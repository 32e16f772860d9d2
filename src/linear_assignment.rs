use fixedbitset::FixedBitSet;
use ndarray::Array2;
use num_traits::Float;

/// Cell markings used by the Munkres bookkeeping.
const NONE: u8 = 0;
const STAR: u8 = 1;
const PRIME: u8 = 2;

/// Solves the linear assignment problem on a square cost matrix.
///
/// Returns the permutation `p` minimizing the total cost `Σ cost[(i, p[i])]`
/// over all perfect matchings, using the classical Munkres star/prime/cover
/// formulation in O(N³). Entries must be finite and non-negative.
///
/// The scan order is fixed, so identical input always yields an identical
/// permutation; ties between equal-cost matchings are broken by that order and
/// nothing else.
pub fn minimum_cost_assignment<T: Float>(cost: &Array2<T>) -> Vec<usize> {
    debug_assert_eq!(cost.nrows(), cost.ncols());
    let n = cost.nrows();
    if n == 0 {
        return vec![];
    }

    let mut matrix = cost.to_owned();
    let mut marks = Array2::<u8>::zeros((n, n));
    let mut row_cover = FixedBitSet::with_capacity(n);
    let mut col_cover = FixedBitSet::with_capacity(n);

    reduce_rows(&mut matrix);
    star_initial_zeros(&matrix, &mut marks);

    // Alternate between covering the columns of starred zeros and growing the
    // star set along augmenting paths until every column is covered.
    while cover_starred_columns(&marks, &mut col_cover) < n {
        loop {
            match find_uncovered_zero(&matrix, &row_cover, &col_cover) {
                Some((row, col)) => {
                    marks[(row, col)] = PRIME;
                    match starred_in_row(&marks, row) {
                        Some(star_col) => {
                            row_cover.insert(row);
                            col_cover.set(star_col, false);
                        }
                        None => {
                            augment(&mut marks, row, col);
                            row_cover.clear();
                            col_cover.clear();
                            clear_primes(&mut marks);
                            break;
                        }
                    }
                }
                None => adjust_by_min_uncovered(&mut matrix, &row_cover, &col_cover),
            }
        }
    }

    let n = marks.nrows();
    (0..n)
        .map(|row| {
            (0..n)
                .find(|&col| marks[(row, col)] == STAR)
                .expect("every row carries a starred zero after termination")
        })
        .collect()
}

/// Returns true when `assignment` is a permutation of `0..assignment.len()`.
pub fn is_permutation(assignment: &[usize]) -> bool {
    let n = assignment.len();
    let mut seen = FixedBitSet::with_capacity(n);
    for &idx in assignment {
        if idx >= n || seen.contains(idx) {
            return false;
        }
        seen.insert(idx);
    }
    true
}

/// Subtracts each row's minimum from the row, creating at least one exact zero
/// per row.
fn reduce_rows<T: Float>(matrix: &mut Array2<T>) {
    for mut row in matrix.rows_mut() {
        let min = row.iter().copied().fold(T::infinity(), T::min);
        row.mapv_inplace(|v| v - min);
    }
}

/// Greedily stars zeros that share no row or column with an earlier star.
fn star_initial_zeros<T: Float>(matrix: &Array2<T>, marks: &mut Array2<u8>) {
    let n = matrix.nrows();
    let mut row_used = FixedBitSet::with_capacity(n);
    let mut col_used = FixedBitSet::with_capacity(n);
    for row in 0..n {
        for col in 0..n {
            if matrix[(row, col)] == T::zero() && !row_used.contains(row) && !col_used.contains(col)
            {
                marks[(row, col)] = STAR;
                row_used.insert(row);
                col_used.insert(col);
            }
        }
    }
}

/// Covers every column containing a starred zero and returns the cover count.
fn cover_starred_columns(marks: &Array2<u8>, col_cover: &mut FixedBitSet) -> usize {
    let n = marks.nrows();
    for col in 0..n {
        if (0..n).any(|row| marks[(row, col)] == STAR) {
            col_cover.insert(col);
        }
    }
    col_cover.count_ones(..)
}

/// Returns the first uncovered zero in scan order, if any.
fn find_uncovered_zero<T: Float>(
    matrix: &Array2<T>,
    row_cover: &FixedBitSet,
    col_cover: &FixedBitSet,
) -> Option<(usize, usize)> {
    let n = matrix.nrows();
    (0..n)
        .filter(|&row| !row_cover.contains(row))
        .find_map(|row| {
            (0..n)
                .find(|&col| !col_cover.contains(col) && matrix[(row, col)] == T::zero())
                .map(|col| (row, col))
        })
}

/// Returns the column of the starred zero in `row`, if any.
fn starred_in_row(marks: &Array2<u8>, row: usize) -> Option<usize> {
    (0..marks.ncols()).find(|&col| marks[(row, col)] == STAR)
}

/// Returns the row of the starred zero in `col`, if any.
fn starred_in_col(marks: &Array2<u8>, col: usize) -> Option<usize> {
    (0..marks.nrows()).find(|&row| marks[(row, col)] == STAR)
}

/// Returns the column of the primed zero in `row`, if any.
fn primed_in_row(marks: &Array2<u8>, row: usize) -> Option<usize> {
    (0..marks.ncols()).find(|&col| marks[(row, col)] == PRIME)
}

/// Flips stars and primes along the alternating path that starts at the
/// uncovered primed zero `(row, col)`, growing the matching by one.
fn augment(marks: &mut Array2<u8>, row: usize, col: usize) {
    let mut path = vec![(row, col)];
    loop {
        let (_, last_col) = path[path.len() - 1];
        match starred_in_col(marks, last_col) {
            Some(star_row) => {
                path.push((star_row, last_col));
                let prime_col = primed_in_row(marks, star_row)
                    .expect("a covered row always carries a primed zero on the path");
                path.push((star_row, prime_col));
            }
            None => break,
        }
    }
    for (r, c) in path {
        marks[(r, c)] = if marks[(r, c)] == STAR { NONE } else { STAR };
    }
}

/// Clears all prime markings.
fn clear_primes(marks: &mut Array2<u8>) {
    marks.mapv_inplace(|m| if m == PRIME { NONE } else { m });
}

/// Finds the minimum uncovered entry, adds it to every covered row and
/// subtracts it from every uncovered column, exposing at least one new
/// uncovered zero.
fn adjust_by_min_uncovered<T: Float>(
    matrix: &mut Array2<T>,
    row_cover: &FixedBitSet,
    col_cover: &FixedBitSet,
) {
    let n = matrix.nrows();
    let mut min = T::infinity();
    for row in (0..n).filter(|&row| !row_cover.contains(row)) {
        for col in (0..n).filter(|&col| !col_cover.contains(col)) {
            min = min.min(matrix[(row, col)]);
        }
    }

    for row in 0..n {
        for col in 0..n {
            if row_cover.contains(row) {
                matrix[(row, col)] = matrix[(row, col)] + min;
            }
            if !col_cover.contains(col) {
                matrix[(row, col)] = matrix[(row, col)] - min;
            }
        }
    }
}
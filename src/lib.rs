pub mod cache;
pub mod config;
pub mod dao;
pub mod error;
pub mod executor;
pub mod logging;
pub mod sql;
pub mod value;

pub use cache::{CacheStats, QueryCache};
pub use config::DaoConfig;
pub use dao::{Dao, PreparedBatch, PreparedStatement};
pub use error::{DaoError, Result};
pub use executor::{Executor, WriteOutcome};
pub use sql::{FilterChain, ParamNaming, Params, PlaceholderStyle, StatementBuilder};
pub use value::{Record, SqlValue};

__________________________________________________

TASK PROMPT: Print every entry from the material exactly.

SOLUTION TO THIS TASK:
repository 32e16f772860d9d2
filename src/linear_assignment.rs
use fixedbitset::FixedBitSet;
use ndarray::Array2;
use num_traits::Float;

/// Cell markings used by the Munkres bookkeeping.
const NONE: u8 = 0;
const STAR: u8 = 1;
const PRIME: u8 = 2;

/// Solves the linear assignment problem on a square cost matrix.
///
/// Returns the permutation `p` minimizing the total cost `Σ cost[(i, p[i])]`
/// over all perfect matchings, using the classical Munkres star/prime/cover
/// formulation in O(N³). Entries must be finite and non-negative.
///
/// The scan order is fixed, so identical input always yields an identical
/// permutation; ties between equal-cost matchings are broken by that order and
/// nothing else.
pub fn minimum_cost_assignment<T: Float>(cost: &Array2<T>) -> Vec<usize> {
    debug_assert_eq!(cost.nrows(), cost.ncols());
    let n = cost.nrows();
    if n == 0 {
        return vec![];
    }

    let mut matrix = cost.to_owned();
    let mut marks = Array2::<u8>::zeros((n, n));
    let mut row_cover = FixedBitSet::with_capacity(n);
    let mut col_cover = FixedBitSet::with_capacity(n);

    reduce_rows(&mut matrix);
    star_initial_zeros(&matrix, &mut marks);

    // Alternate between covering the columns of starred zeros and growing the
    // star set along augmenting paths until every column is covered.
    while cover_starred_columns(&marks, &mut col_cover) < n {
        loop {
            match find_uncovered_zero(&matrix, &row_cover, &col_cover) {
                Some((row, col)) => {
                    marks[(row, col)] = PRIME;
                    match starred_in_row(&marks, row) {
                        Some(star_col) => {
                            row_cover.insert(row);
                            col_cover.set(star_col, false);
                        }
                        None => {
                            augment(&mut marks, row, col);
                            row_cover.clear();
                            col_cover.clear();
                            clear_primes(&mut marks);
                            break;
                        }
                    }
                }
                None => adjust_by_min_uncovered(&mut matrix, &row_cover, &col_cover),
            }
        }
    }

    let n = marks.nrows();
    (0..n)
        .map(|row| {
            (0..n)
                .find(|&col| marks[(row, col)] == STAR)
                .expect("every row carries a starred zero after termination")
        })
        .collect()
}

/// Returns true when `assignment` is a permutation of `0..assignment.len()`.
pub fn is_permutation(assignment: &[usize]) -> bool {
    let n = assignment.len();
    let mut seen = FixedBitSet::with_capacity(n);
    for &idx in assignment {
        if idx >= n || seen.contains(idx) {
            return false;
        }
        seen.insert(idx);
    }
    true
}

/// Subtracts each row's minimum from the row, creating at least one exact zero
/// per row.
fn reduce_rows<T: Float>(matrix: &mut Array2<T>) {
    for mut row in matrix.rows_mut() {
        let min = row.iter().copied().fold(T::infinity(), T::min);
        row.mapv_inplace(|v| v - min);
    }
}

/// Greedily stars zeros that share no row or column with an earlier star.
fn star_initial_zeros<T: Float>(matrix: &Array2<T>, marks: &mut Array2<u8>) {
    let n = matrix.nrows();
    let mut row_used = FixedBitSet::with_capacity(n);
    let mut col_used = FixedBitSet::with_capacity(n);
    for row in 0..n {
        for col in 0..n {
            if matrix[(row, col)] == T::zero() && !row_used.contains(row) && !col_used.contains(col)
            {
                marks[(row, col)] = STAR;
                row_used.insert(row);
                col_used.insert(col);
            }
        }
    }
}

/// Covers every column containing a starred zero and returns the cover count.
fn cover_starred_columns(marks: &Array2<u8>, col_cover: &mut FixedBitSet) -> usize {
    let n = marks.nrows();
    for col in 0..n {
        if (0..n).any(|row| marks[(row, col)] == STAR) {
            col_cover.insert(col);
        }
    }
    col_cover.count_ones(..)
}

/// Returns the first uncovered zero in scan order, if any.
fn find_uncovered_zero<T: Float>(
    matrix: &Array2<T>,
    row_cover: &FixedBitSet,
    col_cover: &FixedBitSet,
) -> Option<(usize, usize)> {
    let n = matrix.nrows();
    (0..n)
        .filter(|&row| !row_cover.contains(row))
        .find_map(|row| {
            (0..n)
                .find(|&col| !col_cover.contains(col) && matrix[(row, col)] == T::zero())
                .map(|col| (row, col))
        })
}

/// Returns the column of the starred zero in `row`, if any.
fn starred_in_row(marks: &Array2<u8>, row: usize) -> Option<usize> {
    (0..marks.ncols()).find(|&col| marks[(row, col)] == STAR)
}

/// Returns the row of the starred zero in `col`, if any.
fn starred_in_col(marks: &Array2<u8>, col: usize) -> Option<usize> {
    (0..marks.nrows()).find(|&row| marks[(row, col)] == STAR)
}

/// Returns the column of the primed zero in `row`, if any.
fn primed_in_row(marks: &Array2<u8>, row: usize) -> Option<usize> {
    (0..marks.ncols()).find(|&col| marks[(row, col)] == PRIME)
}

/// Flips stars and primes along the alternating path that starts at the
/// uncovered primed zero `(row, col)`, growing the matching by one.
fn augment(marks: &mut Array2<u8>, row: usize, col: usize) {
    let mut path = vec![(row, col)];
    loop {
        let (_, last_col) = path[path.len() - 1];
        match starred_in_col(marks, last_col) {
            Some(star_row) => {
                path.push((star_row, last_col));
                let prime_col = primed_in_row(marks, star_row)
                    .expect("a covered row always carries a primed zero on the path");
                path.push((star_row, prime_col));
            }
            None => break,
        }
    }
    for (r, c) in path {
        marks[(r, c)] = if marks[(r, c)] == STAR { NONE } else { STAR };
    }
}

/// Clears all prime markings.
fn clear_primes(marks: &mut Array2<u8>) {
    marks.mapv_inplace(|m| if m == PRIME { NONE } else { m });
}

/// Finds the minimum uncovered entry, adds it to every covered row and
/// subtracts it from every uncovered column, exposing at least one new
/// uncovered zero.
fn adjust_by_min_uncovered<T: Float>(
    matrix: &mut Array2<T>,
    row_cover: &FixedBitSet,
    col_cover: &FixedBitSet,
) {
    let n = matrix.nrows();
    let mut min = T::infinity();
    for row in (0..n).filter(|&row| !row_cover.contains(row)) {
        for col in (0..n).filter(|&col| !col_cover.contains(col)) {
            min = min.min(matrix[(row, col)]);
        }
    }

    for row in 0..n {
        for col in 0..n {
            if row_cover.contains(row) {
                matrix[(row, col)] = matrix[(row, col)] + min;
            }
            if !col_cover.contains(col) {
                matrix[(row, col)] = matrix[(row, col)] - min;
            }
        }
    }
}
filename src/lib.rs
pub mod cache;
pub mod config;
pub mod dao;
pub mod error;
pub mod executor;
pub mod logging;
pub mod sql;
pub mod value;

pub use cache::{CacheStats, QueryCache};
pub use config::DaoConfig;
pub use dao::{Dao, PreparedBatch, PreparedStatement};
pub use error::{DaoError, Result};
pub use executor::{Executor, WriteOutcome};
pub use sql::{FilterChain, ParamNaming, Params, PlaceholderStyle, StatementBuilder};
pub use value::{Record, SqlValue};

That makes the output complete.